NF-κB activation contributes to indoleamine dioxygenase transcriptional synergy induced by IFN-γ and tumor necrosis factor-α

Interferon (IFN)-γ-induced expression of indoleamine 2,3-dioxygenase (IDO), an enzyme that inhibits some pathogens by limiting tryptophan availability, is transcriptionally enhanced by tumor necrosis factor (TNF)-α. The expression of interferon responsive factor (IRF)-1, an IFN-γ-induced transcriptional activator critical to IDO regulation, is also enhanced synergistically in response to IFN-γ and TNF-α. The IRF-1 regulatory region contains an IFN-γ-activated sequence (GAS) and a κB site, which bind STAT-1 and NF-κB, respectively. The TNF-α-mediated increase in STAT-1 activation in IFN-γ-treated cells enhances IRF-1 transcription; however, the contribution of TNF-α-mediated increases in nuclear NF-κB is uncertain. To identify whether binding of NF-κB upstream of the IRF-1 gene is rate-limiting in IRF-1 expression in response to IFN-γ and TNF-α, a proteasome inhibitor was utilized to maintain nuclear translocation of NF-κB at constitutive levels; its effect on IRF-1 expression and IDO-specific transcription was evaluated.
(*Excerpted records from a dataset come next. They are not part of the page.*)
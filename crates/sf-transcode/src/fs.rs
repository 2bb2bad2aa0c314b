//! Virtual filesystem operations forwarded to the engine.

use bytes::Bytes;

/// An operation on the engine's in-memory filesystem. Names follow the
/// engine's own (`readFile`, `readdir`, ...).
#[derive(Debug, Clone, PartialEq)]
pub enum FsOp {
    ReadFile { path: String },
    WriteFile { path: String, data: Bytes },
    ReadDir { path: String },
    Unlink { path: String },
    MkDir { path: String },
    RmDir { path: String },
    Rename { from: String, to: String },
    Exists { path: String },
}

/// Result of a successful [`FsOp`].
#[derive(Debug, Clone, PartialEq)]
pub enum FsOutput {
    Unit,
    Data(Bytes),
    Entries(Vec<String>),
    Exists(bool),
}

impl FsOp {
    pub fn name(&self) -> &'static str {
        match self {
            FsOp::ReadFile { .. } => "readFile",
            FsOp::WriteFile { .. } => "writeFile",
            FsOp::ReadDir { .. } => "readdir",
            FsOp::Unlink { .. } => "unlink",
            FsOp::MkDir { .. } => "mkdir",
            FsOp::RmDir { .. } => "rmdir",
            FsOp::Rename { .. } => "rename",
            FsOp::Exists { .. } => "exists",
        }
    }

    /// The primary path the operation acts on.
    pub fn path(&self) -> &str {
        match self {
            FsOp::ReadFile { path }
            | FsOp::WriteFile { path, .. }
            | FsOp::ReadDir { path }
            | FsOp::Unlink { path }
            | FsOp::MkDir { path }
            | FsOp::RmDir { path }
            | FsOp::Exists { path } => path,
            FsOp::Rename { from, .. } => from,
        }
    }

    /// Arguments rendered for the log; binary payloads are summarized.
    pub fn describe_args(&self) -> String {
        match self {
            FsOp::WriteFile { path, data } => {
                format!("{path} <{} bytes binary file>", data.len())
            }
            FsOp::Rename { from, to } => format!("{from} {to}"),
            other => other.path().to_string(),
        }
    }

    /// The error reported to callers when the native operation fails.
    /// Native errors are not actionable, so this says what to check.
    pub fn failure(&self) -> sf_core::Error {
        let hint = match self {
            FsOp::ReadDir { .. } => {
                "directory listing failed; check that the directory exists, e.g. readdir('/')"
                    .to_string()
            }
            FsOp::ReadFile { .. } => "file read failed; check that the file exists".to_string(),
            FsOp::WriteFile { .. } => {
                "file write failed; check that the parent directory exists".to_string()
            }
            other => format!("something went wrong in the {} operation", other.name()),
        };
        sf_core::Error::filesystem(self.name(), self.path(), hint)
    }
}

impl FsOutput {
    pub fn into_data(self) -> Option<Bytes> {
        match self {
            FsOutput::Data(b) => Some(b),
            _ => None,
        }
    }

    pub fn into_entries(self) -> Option<Vec<String>> {
        match self {
            FsOutput::Entries(e) => Some(e),
            _ => None,
        }
    }
}
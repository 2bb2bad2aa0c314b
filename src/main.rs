mod cli;

use std::io::Write as _;
use std::path::Path;

use anyhow::{Context, Result};
use clap::Parser;
use cli::{Cli, Commands};
use sf_core::config::Config;
use sf_editor::{MediaApiClient, ResourceKind};
use sf_transcode::{fetch_file, CoreLocations, FileSource, Progress, ProcessEngineFactory, TranscodeSession};

fn main() -> Result<()> {
    let cli = Cli::parse();

    // Respect RUST_LOG env var if set, otherwise use defaults based on verbose flag
    let env_filter = std::env::var("RUST_LOG").unwrap_or_else(|_| {
        if cli.verbose {
            "storyforge=trace,sf_transcode=trace,sf_editor=debug,sf_core=debug".to_string()
        } else {
            "storyforge=info,sf_transcode=info,sf_editor=info,sf_core=warn".to_string()
        }
    });

    tracing_subscriber::fmt()
        .with_env_filter(&env_filter)
        .with_writer(std::io::stderr)
        .init();

    match cli.command {
        Commands::Transcode {
            input,
            output,
            ffmpeg,
            log,
            args,
        } => {
            let mut config = Config::load_or_default(cli.config.as_deref());
            if ffmpeg.is_some() {
                config.transcode.ffmpeg_path = ffmpeg;
            }
            config.transcode.log |= log;
            let rt = tokio::runtime::Runtime::new()?;
            rt.block_on(transcode(config, &input, &output, args))
        }
        Commands::CheckEngine => check_engine(&Config::load_or_default(cli.config.as_deref())),
        Commands::Media { kind, json } => {
            let config = Config::load_or_default(cli.config.as_deref());
            let kind: ResourceKind = kind.parse()?;
            let rt = tokio::runtime::Runtime::new()?;
            rt.block_on(list_media(config, kind, json))
        }
        Commands::Validate {
            config: config_path,
        } => {
            let path = config_path.or(cli.config);
            validate_config(path.as_deref())
        }
        Commands::Version => {
            println!("storyforge {}", env!("CARGO_PKG_VERSION"));
            Ok(())
        }
    }
}

/// Name a payload gets inside the engine's filesystem.
fn vfs_name(source: &str, fallback: &str) -> String {
    if source.starts_with("data:") {
        return fallback.to_string();
    }
    let path = source.split(['?', '#']).next().unwrap_or(source);
    match path.rsplit(['/', '\\']).next() {
        Some(name) if !name.is_empty() => name.to_string(),
        _ => fallback.to_string(),
    }
}

async fn transcode(config: Config, input: &str, output: &Path, extra: Vec<String>) -> Result<()> {
    let input_name = vfs_name(input, "input");
    let mut output_name = vfs_name(&output.to_string_lossy(), "output");
    if output_name == input_name {
        output_name = format!("out-{output_name}");
    }

    let client = reqwest_client();
    let payload = fetch_file(Some(FileSource::parse(input)), &client)
        .await
        .with_context(|| format!("Failed to read input {input}"))?;
    tracing::info!("Read {} bytes from {input}", payload.len());

    let session = TranscodeSession::builder()
        .config(config.transcode)
        .progress(print_progress)
        .build();
    session.load().await.context("Failed to load ffmpeg engine")?;

    session.write_file(&input_name, payload)?;

    let mut args = vec!["-i".to_string(), input_name.clone()];
    args.extend(extra);
    args.push(output_name.clone());

    let result = session.run(args)?.await;
    eprintln!();
    if let Err(e) = result {
        session.exit();
        return Err(e).context("Transcode did not complete");
    }

    let data = session
        .read_file(&output_name)
        .context("ffmpeg produced no output; run with --log to see why")?;
    session.exit();

    std::fs::write(output, &data)
        .with_context(|| format!("Failed to write {}", output.display()))?;
    println!("Wrote {} ({} bytes)", output.display(), data.len());
    Ok(())
}

fn reqwest_client() -> reqwest::Client {
    reqwest::Client::builder()
        .timeout(std::time::Duration::from_secs(300))
        .build()
        .unwrap_or_else(|e| {
            tracing::warn!("Failed to build HTTP client with timeout: {}", e);
            reqwest::Client::new()
        })
}

fn print_progress(p: &Progress) {
    let mut stderr = std::io::stderr();
    match p.time {
        Some(time) => {
            let _ = write!(stderr, "\rprogress {:>5.1}% ({time:.1}s)", p.ratio * 100.0);
        }
        None => {
            let _ = write!(stderr, "\rprogress {:>5.1}%", p.ratio * 100.0);
        }
    }
    let _ = stderr.flush();
}

fn check_engine(config: &Config) -> Result<()> {
    println!("Checking transcode engine...\n");

    let factory = ProcessEngineFactory::new(&config.transcode);
    let ok = match factory.locate() {
        Ok(path) => {
            println!("✓ ffmpeg - {}", path.display());
            true
        }
        Err(e) => {
            println!("✗ ffmpeg ({e})");
            false
        }
    };

    let locations = CoreLocations::resolve(&config.transcode);
    println!("\nWebAssembly core locations (unused by the native engine):");
    println!("  core:   {}", locations.core);
    println!("  wasm:   {}", locations.wasm);
    println!(
        "  worker: {}{}",
        locations.worker,
        if locations.worker_explicit { "" } else { " (optional)" }
    );
    println!("  entry point: {}", config.transcode.main_name);

    println!();
    if ok {
        println!("The transcode engine is available!");
    } else {
        println!("ffmpeg is missing. Install it or set transcode.ffmpeg_path.");
    }

    Ok(())
}

async fn list_media(config: Config, kind: ResourceKind, json: bool) -> Result<()> {
    let client = MediaApiClient::new(config.media);
    let page = client.list(kind).await?;

    if json {
        println!("{}", serde_json::to_string_pretty(&page)?);
        return Ok(());
    }

    println!("{} {kind} resources", page.meta.total_items);
    for item in &page.items {
        print!("  [{}] {}", item.id, item.src);
        if let Some(ref mime) = item.mime_type {
            print!(" ({mime})");
        }
        if item.width > 0 && item.height > 0 {
            print!(" {}x{}", item.width, item.height);
        }
        println!();
    }
    Ok(())
}

fn validate_config(path: Option<&Path>) -> Result<()> {
    let config = match path {
        Some(p) => {
            println!("Validating config: {:?}", p);
            let config = Config::load(p)?;
            println!("✓ Configuration is valid");
            config
        }
        None => {
            println!("No config file specified, using defaults");
            Config::default()
        }
    };

    println!("  Core path: {}", config.transcode.core_path);
    println!("  Entry point: {}", config.transcode.main_name);
    println!("  Engine log: {}", config.transcode.log);
    println!("  Content API: {}", config.media.api_base_url);

    let warnings = config.validate();
    if !warnings.is_empty() {
        println!("\nWarnings:");
        for w in &warnings {
            println!("  - {w}");
        }
    }

    Ok(())
}

#[cfg(test)]
mod tests {
    use super::*;

    #[test]
    fn vfs_names() {
        assert_eq!(vfs_name("/home/me/clip.mov", "input"), "clip.mov");
        assert_eq!(vfs_name("https://cdn/v/clip.mp4?sig=1", "input"), "clip.mp4");
        assert_eq!(vfs_name("data:video/mp4;base64,AAAA", "input"), "input");
        assert_eq!(vfs_name("https://cdn/", "input"), "input");
    }
}
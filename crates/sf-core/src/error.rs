//! Unified error type for storyforge.
//!
//! All crates funnel their failures into [`Error`]. Session-level variants
//! mirror the transcode session lifecycle; the rest cover ambient failures
//! (I/O, configuration, upstream HTTP APIs).

/// Unified error type covering all failure modes in storyforge.
#[derive(Debug, thiserror::Error)]
pub enum Error {
    /// The engine has not been loaded (or was torn down by `exit`).
    #[error("engine is not ready, make sure load() has completed")]
    NotReady,

    /// `load` was called while an engine is loaded or loading.
    #[error("engine was already loaded; check is_loaded() before calling load() again")]
    AlreadyLoaded,

    /// A command was submitted while another one is still running.
    #[error("engine can only run one command at a time")]
    Busy,

    /// The outstanding command was rejected because the engine exited.
    #[error("engine exited before the command completed")]
    EngineExited,

    /// A virtual filesystem operation failed.
    #[error("{op}('{path}') failed: {hint}")]
    FilesystemOperation {
        /// Operation name as the engine knows it (e.g. "readdir").
        op: String,
        /// Primary path argument of the operation.
        path: String,
        /// Human-readable, operation-specific explanation.
        hint: String,
    },

    /// An engine bootstrap artifact could not be retrieved.
    #[error("failed to fetch {location}: {message}")]
    BootstrapFetch {
        /// Location (URL or path) that was requested.
        location: String,
        /// Human-readable error description.
        message: String,
    },

    /// The engine loaded but does not export the configured entry point.
    #[error("entry point `{symbol}` is not defined by the engine loaded from {location}")]
    MissingEntryPoint {
        /// Symbol that was looked up.
        symbol: String,
        /// Location the engine was loaded from.
        location: String,
    },

    /// The engine reported a failure outside the filesystem surface
    /// (memory allocation, process spawn, ...).
    #[error("Engine error: {0}")]
    Engine(String),

    /// Configuration or input failed validation.
    #[error("Validation error: {0}")]
    Validation(String),

    /// An I/O operation failed.
    #[error("IO error: {source}")]
    Io {
        /// The underlying I/O error.
        #[from]
        source: std::io::Error,
    },

    /// An upstream HTTP API returned an error or an undecodable body.
    #[error("API error [{url}]: {message}")]
    Api {
        /// Requested URL.
        url: String,
        /// Human-readable error description.
        message: String,
    },

    /// Catch-all for unexpected internal errors.
    #[error("Internal error: {0}")]
    Internal(String),
}

impl Error {
    /// Whether the session must be loaded again before it can be used.
    ///
    /// Nothing in storyforge retries automatically; callers use this to
    /// decide between surfacing the error and re-running `load`.
    pub fn requires_reload(&self) -> bool {
        matches!(
            self,
            Error::NotReady
                | Error::EngineExited
                | Error::BootstrapFetch { .. }
                | Error::MissingEntryPoint { .. }
        )
    }

    /// Convenience constructor for [`Error::FilesystemOperation`].
    pub fn filesystem(
        op: impl Into<String>,
        path: impl Into<String>,
        hint: impl Into<String>,
    ) -> Self {
        Error::FilesystemOperation {
            op: op.into(),
            path: path.into(),
            hint: hint.into(),
        }
    }

    /// Convenience constructor for [`Error::BootstrapFetch`].
    pub fn bootstrap(location: impl Into<String>, message: impl Into<String>) -> Self {
        Error::BootstrapFetch {
            location: location.into(),
            message: message.into(),
        }
    }

    /// Convenience constructor for [`Error::Api`].
    pub fn api(url: impl Into<String>, message: impl Into<String>) -> Self {
        Error::Api {
            url: url.into(),
            message: message.into(),
        }
    }
}

/// Result alias using the crate-level [`Error`].
pub type Result<T> = std::result::Result<T, Error>;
By limiting NF-κB nuclear translocation, IRF-1 expression in IFN-γ and TNF-α treated cells was maintained at a level comparable to that achieved in response to IFN-γ alone, and the synergistic increase IDO transcription was blocked, suggesting that increases in NF-κB translocation are required for synergistic IDO expression in response to IFN-γ and TNF-α.